Fecha de Publicación: 14 - 12 - 2006.

¿Qué es, al fin y al cabo, la música del Jazz y el JazzBand?

El Jazz fue una manifestación de carácter degradante, propio sólo del gusto de una raza todavía no redimida por la civilización.

Podríamos ir más lejos aún y afirmar que la música de Jazz constituye una historia indecente a pesar de las sincopas y los contrapuntos. En sus comienzos, sólo se la gustaba vergonzosamente a puertas cerradas, como todos los vicios; luego se popularizó hasta ganar los barrios decentes en que únicamente se la toleró por su aspecto burlesco. En materia de Jazz, Nueva Orleans debe tener un particular interés, desde el momento en que se afirma que nació aquí este vicio musical cuyo origen se encuentra en los más turbios rincones de los barrios populares; nosotros nos negamos a reconocer esa paternidad y no queremos el favor de esas charlatanerías, al contrario, deseamos ser los últimos en aceptar semejante salvajismo en medio de una sociedad adecuada. Donde quiere que brote el Jazz, nos haremos un deber cívico en suprimirlo.

Hasta 1910, el ragtime es una planta que necesita la tierra de Nueva Orleans. Cuando los blancos hablan de él, señalan con un gesto de desprecio en dirección al barrio negro. "El Jazz viene de allá abajo", dicen: "Que la ciudad creciente se ha convertido en la capital de una nueva pasión". Al atardecer, después de que se encienden las luces, a esa hora en que ya los burgueses sólo salen de sus casas con prudencia, extrañas melopeas rítmicas brotan de todos los arrabales. Poco más tarde, en las salas de baile, en las tabernas de mala fama, en las casas galantes que centellean de mármoles y molduras dorados, en los bodegones infectos donde el relente del alcohol de contrabando impregna la atmósfera, la misma queja sincopada se levanta?

Tom Anderson, el jefe de cuartier reservado, tiene un bar que es como de esa zona del vicio. Ese rey del placer trata familiarmente por sus apodos a toda una multitud ambigua de bandidos, jugadores, seres perdidos por la pasión y ricos ociosos que constituyen el elemento activo de su contabilidad sentimental.

Los que poseen dinero son alineados en la columna de los créditos; en el débito se coloca a los que son pagados por la alegría de los otros. Los barmans, los bailarines, las gordas mamadas con collares de perlas, las mujeres marcadas por la degradación del alcohol y el insomnio, los músicos blancos, los cantores negros de labios rosados, todos esos cuya misión es hacer ruido. Conservar a los clientes en estado de exaltación y tentarlos a derrochar sus billetes.
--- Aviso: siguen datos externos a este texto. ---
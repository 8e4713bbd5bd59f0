//! Cryptographic primitives for the encrypted sync cache.
//!
//! This module provides:
//! - Session key derivation using Argon2id
//! - Per-collection subkeys derived with BLAKE2b
//! - Authenticated encryption using XChaCha20-Poly1305
//! - The `EncryptedBlob` envelope persisted for each collection
//!
//! # Security Guarantees
//! - All key material is automatically zeroized on drop
//! - No plaintext or key material is ever logged
//! - A fresh random nonce is generated for every seal

pub mod aead;
pub mod blob;
pub mod kdf;
pub mod keys;

pub use aead::{open, seal};
pub use blob::EncryptedBlob;
pub use kdf::{derive_session_key, KdfParams};
pub use keys::{CacheKey, CollectionKey, KEY_LENGTH};
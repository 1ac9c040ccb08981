use crate::error::{LedgerError, Result};
use schemars::JsonSchema;
use serde::{Deserialize, Serialize};
use std::path::Path;

/// Knobs for the row heuristics. The skip lists were tuned against a single
/// export format and are expected to grow.
#[derive(Debug, Clone, PartialEq, Serialize, Deserialize, JsonSchema)]
#[serde(default, rename_all = "camelCase")]
pub struct ParserConfig {
    #[schemars(description = "Grids with fewer rows than this are rejected as malformed.")]
    pub min_rows: usize,

    #[schemars(description = "Category assigned to items that appear before any category row.")]
    pub uncategorized_label: String,

    #[schemars(description = "Exact (trimmed) first-column labels of summary rows to skip.")]
    pub skip_labels: Vec<String>,

    #[schemars(
        description = "Substrings that mark a row as skippable when found anywhere in the first column, ignoring case."
    )]
    pub skip_contains_case_insensitive: Vec<String>,

    #[schemars(description = "Case-sensitive substrings that mark a row as skippable.")]
    pub skip_contains: Vec<String>,

    #[schemars(description = "How many leading rows are searched for the reporting date range.")]
    pub header_scan_rows: usize,

    #[schemars(description = "Number of leading rows rendered into failure diagnostics.")]
    pub diagnostic_sample_rows: usize,

    #[schemars(description = "Restaurant name used when the first row has no name.")]
    pub unknown_restaurant_label: String,

    pub cost_policy: CostMatchPolicy,
}

impl Default for ParserConfig {
    fn default() -> Self {
        Self {
            min_rows: 5,
            uncategorized_label: "Uncategorized".to_string(),
            skip_labels: ["Max", "Min", "Avg", "Total", "Sub Total", "Round off", "Group"]
                .iter()
                .map(|s| s.to_string())
                .collect(),
            skip_contains_case_insensitive: vec!["hotel".to_string()],
            skip_contains: vec!["Group Report".to_string()],
            header_scan_rows: 4,
            diagnostic_sample_rows: 10,
            unknown_restaurant_label: "Unknown".to_string(),
            cost_policy: CostMatchPolicy::default(),
        }
    }
}

#[derive(Debug, Clone, PartialEq, Serialize, Deserialize, JsonSchema)]
#[serde(default, rename_all = "camelCase")]
pub struct CostMatchPolicy {
    #[schemars(
        description = "Allow substring matches in either direction when no exact match exists. Order dependent: 'Coke' may resolve to 'Diet Coke'."
    )]
    pub allow_fuzzy: bool,

    #[schemars(description = "Assumed margin reported for items with no inventory match.")]
    pub default_margin_percent: f64,
}

impl Default for CostMatchPolicy {
    fn default() -> Self {
        Self {
            allow_fuzzy: true,
            default_margin_percent: 45.0,
        }
    }
}

impl ParserConfig {
    pub fn from_json_str(json: &str) -> Result<Self> {
        let config: ParserConfig = serde_json::from_str(json)?;
        config.validate()?;
        Ok(config)
    }

    pub fn from_path(path: impl AsRef<Path>) -> Result<Self> {
        let raw = std::fs::read_to_string(path)?;
        Self::from_json_str(&raw)
    }

    pub fn validate(&self) -> Result<()> {
        if self.min_rows == 0 {
            return Err(LedgerError::InvalidConfig(
                "minRows must be at least 1".to_string(),
            ));
        }

        let margin = self.cost_policy.default_margin_percent;
        if !(0.0..=100.0).contains(&margin) {
            return Err(LedgerError::InvalidConfig(format!(
                "defaultMarginPercent {} must be between 0 and 100",
                margin
            )));
        }

        if self.uncategorized_label.trim().is_empty() {
            return Err(LedgerError::InvalidConfig(
                "uncategorizedLabel must not be blank".to_string(),
            ));
        }

        Ok(())
    }

    pub fn generate_json_schema() -> schemars::schema::RootSchema {
        schemars::schema_for!(ParserConfig)
    }

    pub fn schema_as_json() -> std::result::Result<String, serde_json::Error> {
        let schema = Self::generate_json_schema();
        serde_json::to_string_pretty(&schema)
    }
}
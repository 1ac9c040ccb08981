use crate::error::{LedgerError, Result};
use crate::schema::{CategorySummary, ParseResult, SaleItem, SalesSummary};

/// Margin as a percentage of revenue with one decimal, rounding half up on
/// the tenths-of-a-percent scale. Zero when there is no positive revenue.
pub fn margin_percent(profit: f64, revenue: f64) -> f64 {
    if revenue > 0.0 {
        ((profit / revenue) * 1000.0 + 0.5).floor() / 10.0
    } else {
        0.0
    }
}

#[derive(Debug, Clone, Copy, PartialEq)]
pub struct ItemProfit {
    pub total_cost: f64,
    pub profit: f64,
    pub margin_percent: f64,
}

pub fn item_profit(cost_price: f64, quantity: f64, net_amount: f64) -> ItemProfit {
    let total_cost = cost_price * quantity;
    let profit = net_amount - total_cost;
    ItemProfit {
        total_cost,
        profit,
        margin_percent: margin_percent(profit, net_amount),
    }
}

/// Running sums over a set of items.
#[derive(Debug, Clone, Copy, Default, PartialEq)]
pub struct Totals {
    pub item_count: usize,
    pub quantity: f64,
    pub revenue: f64,
    pub cost: f64,
    pub tax: f64,
    pub gross_sales: f64,
    pub discount: f64,
}

impl Totals {
    pub fn add(&mut self, item: &SaleItem) {
        self.item_count += 1;
        self.quantity += item.quantity;
        self.revenue += item.net_amount;
        self.cost += item.total_cost;
        self.tax += item.tax;
        self.gross_sales += item.total_sales;
        self.discount += item.discount;
    }

    pub fn profit(&self) -> f64 {
        self.revenue - self.cost
    }

    pub fn margin(&self) -> f64 {
        margin_percent(self.profit(), self.revenue)
    }
}

impl<'a> FromIterator<&'a SaleItem> for Totals {
    fn from_iter<I: IntoIterator<Item = &'a SaleItem>>(iter: I) -> Self {
        let mut totals = Totals::default();
        for item in iter {
            totals.add(item);
        }
        totals
    }
}

pub fn summarize_category<'a>(
    name: &str,
    items: impl IntoIterator<Item = &'a SaleItem>,
) -> CategorySummary {
    let totals: Totals = items.into_iter().collect();
    CategorySummary {
        name: name.to_string(),
        item_count: totals.item_count,
        total_quantity: totals.quantity,
        total_revenue: totals.revenue,
        total_cost: totals.cost,
        total_profit: totals.profit(),
        total_tax: totals.tax,
        avg_margin: totals.margin(),
    }
}

pub fn summarize(items: &[SaleItem]) -> SalesSummary {
    let totals: Totals = items.iter().collect();
    let total_profit = totals.profit();
    SalesSummary {
        item_count: totals.item_count,
        total_quantity: totals.quantity,
        total_orders: totals.quantity,
        total_revenue: totals.revenue,
        total_cost: totals.cost,
        total_profit,
        total_tax: totals.tax,
        net_profit_after_tax: total_profit - totals.tax,
        avg_margin: totals.margin(),
        gross_sales: totals.gross_sales,
        total_discount: totals.discount,
    }
}

/// Checks that category totals add up to the global summary.
pub fn verify_totals(result: &ParseResult, tolerance: f64) -> Result<()> {
    let categories = &result.categories;
    let summary = &result.summary;

    let checks = [
        (
            "totalRevenue",
            categories.iter().map(|c| c.total_revenue).sum::<f64>(),
            summary.total_revenue,
        ),
        (
            "totalCost",
            categories.iter().map(|c| c.total_cost).sum::<f64>(),
            summary.total_cost,
        ),
        (
            "totalProfit",
            categories.iter().map(|c| c.total_profit).sum::<f64>(),
            summary.total_profit,
        ),
        (
            "totalTax",
            categories.iter().map(|c| c.total_tax).sum::<f64>(),
            summary.total_tax,
        ),
        (
            "totalQuantity",
            categories.iter().map(|c| c.total_quantity).sum::<f64>(),
            summary.total_quantity,
        ),
        (
            "itemCount",
            categories.iter().map(|c| c.item_count as f64).sum::<f64>(),
            summary.item_count as f64,
        ),
    ];

    for (field, category_sum, global) in checks {
        if (category_sum - global).abs() > tolerance {
            return Err(LedgerError::InconsistentTotals {
                field: field.to_string(),
                category_sum,
                summary: global,
            });
        }
    }

    Ok(())
}
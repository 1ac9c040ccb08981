use crate::aggregator::margin_percent;
use crate::sales::SalesRecord;
use crate::schema::SaleItem;
use chrono::NaiveDate;
use serde::Serialize;
use std::cmp::Ordering;
use std::collections::BTreeMap;

/// Items this many points below their target margin are flagged.
pub const MARGIN_SHORTFALL_POINTS: f64 = 10.0;
/// Items with an actual margin below this are reported as low margin.
pub const LOW_MARGIN_PERCENT: f64 = 40.0;

#[derive(Debug, Clone, PartialEq, Default, Serialize)]
#[serde(rename_all = "camelCase")]
pub struct DashboardStats {
    pub total_revenue: f64,
    /// Pre-tax.
    pub total_profit: f64,
    pub total_orders: f64,
    pub total_tax: f64,
    pub avg_margin: f64,
    pub record_count: usize,
}

pub fn dashboard_stats(records: &[SalesRecord]) -> DashboardStats {
    let mut stats = DashboardStats {
        record_count: records.len(),
        ..Default::default()
    };
    for record in records {
        stats.total_revenue += record.summary.total_revenue;
        stats.total_profit += record.summary.total_profit;
        stats.total_orders += record.summary.total_orders;
        stats.total_tax += record.summary.total_tax;
    }
    stats.avg_margin = margin_percent(stats.total_profit, stats.total_revenue);
    stats
}

#[derive(Debug, Clone, PartialEq, Default, Serialize)]
#[serde(rename_all = "camelCase")]
pub struct CategoryPerformance {
    pub name: String,
    pub revenue: f64,
    pub cost: f64,
    pub profit: f64,
    pub orders: f64,
    pub tax: f64,
    pub margin: f64,
}

/// Per-category totals across records, in first-seen order.
pub fn category_analytics(records: &[SalesRecord]) -> Vec<CategoryPerformance> {
    let mut rows: Vec<CategoryPerformance> = Vec::new();
    for item in records.iter().flat_map(|r| r.items.iter()) {
        let idx = match rows.iter().position(|c| c.name == item.category) {
            Some(idx) => idx,
            None => {
                rows.push(CategoryPerformance {
                    name: item.category.clone(),
                    ..Default::default()
                });
                rows.len() - 1
            }
        };
        let row = &mut rows[idx];
        row.revenue += item.net_amount;
        row.cost += item.total_cost;
        row.profit += item.profit;
        row.orders += item.quantity;
        row.tax += item.tax;
    }
    for row in &mut rows {
        row.margin = margin_percent(row.profit, row.revenue);
    }
    rows
}

#[derive(Debug, Clone, PartialEq, Default, Serialize)]
#[serde(rename_all = "camelCase")]
pub struct TopItem {
    pub name: String,
    pub quantity: f64,
    pub revenue: f64,
    pub profit: f64,
}

/// Best sellers by revenue across all records.
pub fn top_items(records: &[SalesRecord], limit: usize) -> Vec<TopItem> {
    let mut totals: BTreeMap<&str, TopItem> = BTreeMap::new();
    for item in records.iter().flat_map(|r| r.items.iter()) {
        let entry = totals.entry(item.item_name.as_str()).or_insert_with(|| TopItem {
            name: item.item_name.clone(),
            ..Default::default()
        });
        entry.quantity += item.quantity;
        entry.revenue += item.net_amount;
        entry.profit += item.profit;
    }

    let mut ranked: Vec<TopItem> = totals.into_values().collect();
    ranked.sort_by(|a, b| b.revenue.partial_cmp(&a.revenue).unwrap_or(Ordering::Equal));
    ranked.truncate(limit);
    ranked
}

#[derive(Debug, Clone, PartialEq, Serialize)]
#[serde(rename_all = "camelCase")]
pub struct DailyTrend {
    pub date: NaiveDate,
    pub revenue: f64,
    pub profit: f64,
    pub orders: f64,
}

pub fn daily_trends(records: &[SalesRecord]) -> Vec<DailyTrend> {
    let mut days: BTreeMap<NaiveDate, DailyTrend> = BTreeMap::new();
    for record in records {
        let day = days.entry(record.date).or_insert(DailyTrend {
            date: record.date,
            revenue: 0.0,
            profit: 0.0,
            orders: 0.0,
        });
        day.revenue += record.summary.total_revenue;
        day.profit += record.summary.total_profit;
        day.orders += record.summary.total_orders;
    }
    days.into_values().collect()
}

#[derive(Debug, Clone, PartialEq, Serialize)]
#[serde(rename_all = "camelCase")]
pub struct ItemMargin {
    pub item_name: String,
    pub expected_margin: f64,
    pub actual_margin: f64,
    /// Actual minus expected, in percentage points.
    pub margin_diff: f64,
    pub profit: f64,
}

#[derive(Debug, Clone, PartialEq, Default, Serialize)]
#[serde(rename_all = "camelCase")]
pub struct MarginInsights {
    pub items: Vec<ItemMargin>,
    pub margin_issues: Vec<ItemMargin>,
    pub low_margin_items: Vec<ItemMargin>,
    pub top_profit_items: Vec<ItemMargin>,
}

/// Compares each item's realised margin against its inventory target.
pub fn margin_insights(items: &[SaleItem]) -> MarginInsights {
    let margins: Vec<ItemMargin> = items
        .iter()
        .map(|item| ItemMargin {
            item_name: item.item_name.clone(),
            expected_margin: item.expected_margin,
            actual_margin: item.margin_percent,
            margin_diff: item.margin_percent - item.expected_margin,
            profit: item.profit,
        })
        .collect();

    let margin_issues = margins
        .iter()
        .filter(|m| m.margin_diff < -MARGIN_SHORTFALL_POINTS)
        .cloned()
        .collect();

    let low_margin_items = margins
        .iter()
        .filter(|m| m.actual_margin < LOW_MARGIN_PERCENT)
        .cloned()
        .collect();

    let mut top_profit_items = margins.clone();
    top_profit_items.sort_by(|a, b| b.profit.partial_cmp(&a.profit).unwrap_or(Ordering::Equal));
    top_profit_items.truncate(5);

    MarginInsights {
        items: margins,
        margin_issues,
        low_margin_items,
        top_profit_items,
    }
}

#[cfg(test)]
mod tests {
    use super::*;
    use crate::aggregator::{item_profit, summarize};
    use crate::schema::CostMatch;
    use chrono::Utc;

    fn item(name: &str, category: &str, quantity: f64, net: f64, cost: f64, expected: f64) -> SaleItem {
        let figures = item_profit(cost, quantity, net);
        SaleItem {
            item_name: name.to_string(),
            category: category.to_string(),
            quantity,
            gross_amount: net,
            discount: 0.0,
            net_amount: net,
            tax: net * 0.05,
            total_sales: net * 1.05,
            cost_price: cost,
            total_cost: figures.total_cost,
            profit: figures.profit,
            margin_percent: figures.margin_percent,
            expected_margin: expected,
            cost_match: CostMatch::Exact,
        }
    }

    fn record(id: u64, day: u32, items: Vec<SaleItem>) -> SalesRecord {
        SalesRecord {
            id,
            file_name: "report.xlsx".to_string(),
            restaurant_name: "Acme Bar".to_string(),
            date: NaiveDate::from_ymd_opt(2025, 10, day).unwrap(),
            date_range: String::new(),
            summary: summarize(&items),
            categories: Vec::new(),
            items,
            warnings: Vec::new(),
            created_at: Utc::now(),
        }
    }

    fn records() -> Vec<SalesRecord> {
        vec![
            record(
                1,
                18,
                vec![
                    item("Coke", "Bar Menu", 4.0, 400.0, 30.0, 70.0),
                    item("Chilli Chicken", "Food", 2.0, 700.0, 181.0, 48.0),
                ],
            ),
            record(2, 17, vec![item("Coke", "Bar Menu", 1.0, 100.0, 30.0, 70.0)]),
        ]
    }

    #[test]
    fn test_dashboard_stats() {
        let stats = dashboard_stats(&records());
        assert_eq!(stats.record_count, 2);
        assert_eq!(stats.total_revenue, 1200.0);
        assert_eq!(stats.total_orders, 7.0);
        // cost: 120 + 362 + 30 = 512
        assert_eq!(stats.total_profit, 688.0);
        assert_eq!(stats.avg_margin, 57.3);

        assert_eq!(dashboard_stats(&[]), DashboardStats::default());
    }

    #[test]
    fn test_category_and_item_rollups() {
        let records = records();
        let categories = category_analytics(&records);
        assert_eq!(categories[0].name, "Bar Menu");
        assert_eq!(categories[0].revenue, 500.0);
        assert_eq!(categories[0].orders, 5.0);
        assert_eq!(categories[0].margin, 70.0);

        let top = top_items(&records, 1);
        assert_eq!(top.len(), 1);
        assert_eq!(top[0].name, "Chilli Chicken");

        let trends = daily_trends(&records);
        assert_eq!(trends.len(), 2);
        assert_eq!(trends[0].date, NaiveDate::from_ymd_opt(2025, 10, 17).unwrap());
        assert_eq!(trends[1].revenue, 1100.0);
    }

    #[test]
    fn test_margin_insights_flags_shortfalls() {
        let items = vec![
            item("Coke", "Bar Menu", 1.0, 100.0, 30.0, 70.0),
            item("Prawns", "Food", 1.0, 449.0, 350.0, 42.0),
            item("Mystery Dish", "Food", 1.0, 250.0, 0.0, 45.0),
        ];
        let insights = margin_insights(&items);

        assert_eq!(insights.items.len(), 3);
        assert_eq!(insights.margin_issues.len(), 1);
        assert_eq!(insights.margin_issues[0].item_name, "Prawns");
        assert_eq!(insights.low_margin_items.len(), 1);
        assert_eq!(insights.top_profit_items[0].item_name, "Mystery Dish");
    }
}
Se escucha ese largo grito melancólico, esa melopea de una raza oprimida que canta su dolor y su tristeza. Esa cantata lenta y majestuosa que parece conservar algo de los antiguos espirituales y de la música fúnebre, va a convertirse en el Blusas. Todos lo ignoran todavía, pero ya los corazones sensibles lloran.

En el bar de la condesa Willy Piazza, en el establecimiento de Lulu White, la dueña del Mahogani Hall, en la casa de Jesie Arlington, en la de Pete Lala, en cualquiera de estos sitios donde una puerta permanece abierta toda la noche, los músicos, ganados ellos mismos por la nueva locura, olvidan sus penas, a los vividores y las mujeres fáciles, mientras entrecierran los ojos para entregarse mejor a una música efervescente que se apodera de sus voluntades como un sortilegio.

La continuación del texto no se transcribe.